In Barnes v. Omnicell, a medication device company’s customer contracts required it to have a technical service engineer (TSE) make initial contact within an hour of a service request, with an on-site visit to follow within 6 hours for urgent issues, and up to several days later for non-urgent ones. The TSE here was paid for a 40-hour week, covering 5 8-hour days, plus overtime. When he was not working his regular workweek, he was on call, during which he was free to spend his time as he wished, as long as he could respond to calls within one hour. The TSE filed suit, seeking unpaid wages of more than $2 million, alleging that “he was on duty 24 hours per day, 7 days per week.”

As the Tenth Circuit reminds us, whether waiting time is compensable time worked under the FLSA depends on the circumstances. The test for compensability – whether the employee is engaged to wait (compensable) or waiting to be engaged (non-compensable) – considers factors including the agreement between the employer and employee, the nature and extent of the restrictions, and the relationship between the services rendered and the on-call time. An employee is engaged to wait where waiting is an integral part of the job – such as when the employee must remain on the employer’s premises or their time is so restricted that it interferes with their personal pursuits. On the other hand, an employee is waiting to be engaged where they are completely relieved from duty and the time is sufficient for them to use it effectively for their own purposes. Another way of looking at it is whether the on-call time is spent primarily for the benefit of the employer or the employee.

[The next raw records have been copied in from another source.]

//! Parsing UML-dialect metamodel documents (DMN-shaped fixtures).

use cmof::{Dialect, Model, ParseOptions, parse};

const DMN_FIXTURE: &str = r#"<?xml version="1.0" encoding="UTF-8"?>
<xmi:XMI xmi:version="20131001" xmlns:xmi="http://www.omg.org/spec/XMI/20131001" xmlns:uml="http://www.omg.org/spec/UML/20131001">
  <uml:Package xmi:id="_dmn" name="DMN12" URI="http://www.omg.org/spec/DMN/20180521/DMN12.xmi">
    <packagedElement xmi:type="uml:Class" xmi:id="NamedElement" name="NamedElement" isAbstract="true"/>
    <packagedElement xmi:type="uml:Class" xmi:id="Definitions" name="Definitions"/>
    <packagedElement xmi:type="uml:Class" xmi:id="DRGElement" name="DRGElement" isAbstract="true">
      <generalization xmi:type="uml:Generalization" xmi:id="DRGElement-gen" general="NamedElement"/>
      <ownedAttribute xmi:id="DRGElement-definitions" name="definitions" visibility="private" type="Definitions" association="A_definitions"/>
    </packagedElement>
  </uml:Package>
  <uml:Tag xmi:id="_tag0" name="org.omg.xmi.nsPrefix" value="dmn" element="_dmn"/>
  <uml:Tag xmi:id="_tag1" name="org.omg.xmi.nsURI" value="http://www.omg.org/spec/DMN/20180521/DMN12.xmi" element="_dmn"/>
</xmi:XMI>
"#;

fn parse_clean(source: &str) -> Model {
    parse(source, ParseOptions::default().with_clean(true)).expect("parse")
}

#[test]
fn uml_dialect_is_detected_from_the_root_namespaces() {
    let model = parse_clean(DMN_FIXTURE);
    assert_eq!(model.dialect(), Some(Dialect::Uml));
    assert!(model.elements_of_kind("uml:Package").next().is_some());
    assert!(model.elements_of_kind("cmof:Package").next().is_none());
}

#[test]
fn metadata_tags_override_package_prefix_and_uri() {
    let model = parse_clean(DMN_FIXTURE);

    let package = model
        .elements_of_kind("uml:Package")
        .next()
        .expect("package");
    // Without the tags the prefix would be the lower-cased name
    // ("dmn12"); the nsPrefix tag wins.
    assert_eq!(package.prefix.as_deref(), Some("dmn"));
    assert_eq!(
        package.uri.as_deref(),
        Some("http://www.omg.org/spec/DMN/20180521/DMN12")
    );
}

#[test]
fn packaged_elements_behave_like_owned_members() {
    let model = parse_clean(DMN_FIXTURE);

    let package = model
        .elements_of_kind("uml:Package")
        .next()
        .expect("package");
    let types: Vec<_> = model
        .children(&package.types)
        .map(|e| e.name().unwrap())
        .collect();
    assert_eq!(types, ["NamedElement", "Definitions", "DRGElement"]);
}

#[test]
fn drg_element_resolves_inheritance_and_references() {
    let model = parse_clean(DMN_FIXTURE);

    let drg_element = model.element_by_id("DRGElement").expect("DRGElement");
    assert!(drg_element.is_abstract);
    assert_eq!(drg_element.super_class, ["NamedElement"]);

    let definitions = model
        .children(&drg_element.properties)
        .next()
        .expect("property");
    assert_eq!(definitions.name(), Some("definitions"));
    assert!(definitions.is_attr);
    assert!(definitions.is_reference);
    assert_eq!(definitions.type_ref.as_deref(), Some("Definitions"));
}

In this case, the Tenth Circuit found that the employee was not entitled to be paid for his on-call time – he could engage in personal activities, he was not required to remain on the premises, the frequency of calls was not unduly restrictive, and he was not typically required to conduct immediate on-site visits, but could do much of the work over the telephone. Although his time may have been somewhat restricted, those restrictions were not so significant to consider the time as being spent predominantly for the employer’s benefit.

Employers with on-call employees should review the rules carefully – and consult with employment counsel – to ensure that they are properly compensating their employees.